→ **RECORDS FOR THE TASK**
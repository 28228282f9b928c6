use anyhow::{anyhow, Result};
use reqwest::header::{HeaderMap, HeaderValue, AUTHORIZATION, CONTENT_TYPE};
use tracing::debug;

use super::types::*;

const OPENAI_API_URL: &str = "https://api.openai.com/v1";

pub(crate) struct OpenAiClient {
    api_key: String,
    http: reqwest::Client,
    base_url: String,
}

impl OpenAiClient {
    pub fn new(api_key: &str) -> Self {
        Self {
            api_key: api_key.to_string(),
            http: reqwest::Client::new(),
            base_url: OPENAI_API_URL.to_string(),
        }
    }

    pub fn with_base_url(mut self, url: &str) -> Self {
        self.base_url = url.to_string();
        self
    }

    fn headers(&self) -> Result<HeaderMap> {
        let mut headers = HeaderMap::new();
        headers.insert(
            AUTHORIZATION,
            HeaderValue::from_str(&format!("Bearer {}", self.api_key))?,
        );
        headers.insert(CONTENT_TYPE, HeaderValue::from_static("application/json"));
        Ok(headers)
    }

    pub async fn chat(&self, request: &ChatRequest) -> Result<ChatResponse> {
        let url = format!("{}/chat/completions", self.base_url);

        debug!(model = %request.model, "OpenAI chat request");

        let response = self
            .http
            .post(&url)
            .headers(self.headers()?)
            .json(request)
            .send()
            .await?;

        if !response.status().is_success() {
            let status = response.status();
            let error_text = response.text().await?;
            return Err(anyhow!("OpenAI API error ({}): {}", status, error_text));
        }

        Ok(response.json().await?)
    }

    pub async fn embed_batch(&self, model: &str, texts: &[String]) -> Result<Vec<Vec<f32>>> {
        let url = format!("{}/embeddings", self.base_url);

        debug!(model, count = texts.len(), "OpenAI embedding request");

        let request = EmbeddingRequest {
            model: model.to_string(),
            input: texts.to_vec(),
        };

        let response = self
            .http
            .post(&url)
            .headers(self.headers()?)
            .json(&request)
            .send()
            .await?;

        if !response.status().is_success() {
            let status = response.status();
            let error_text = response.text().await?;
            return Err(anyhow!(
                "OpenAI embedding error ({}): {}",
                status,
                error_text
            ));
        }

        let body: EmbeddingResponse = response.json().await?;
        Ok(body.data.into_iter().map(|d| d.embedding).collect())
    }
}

→ **PROBLEM TO SOLVE**
The line with "let body: EmbeddingResponse" marks where to start. Transcribe from there through the final line of the records, exactly and with nothing added.

→ **ANSWER SECTION**
        let body: EmbeddingResponse = response.json().await?;
        Ok(body.data.into_iter().map(|d| d.embedding).collect())
    }
}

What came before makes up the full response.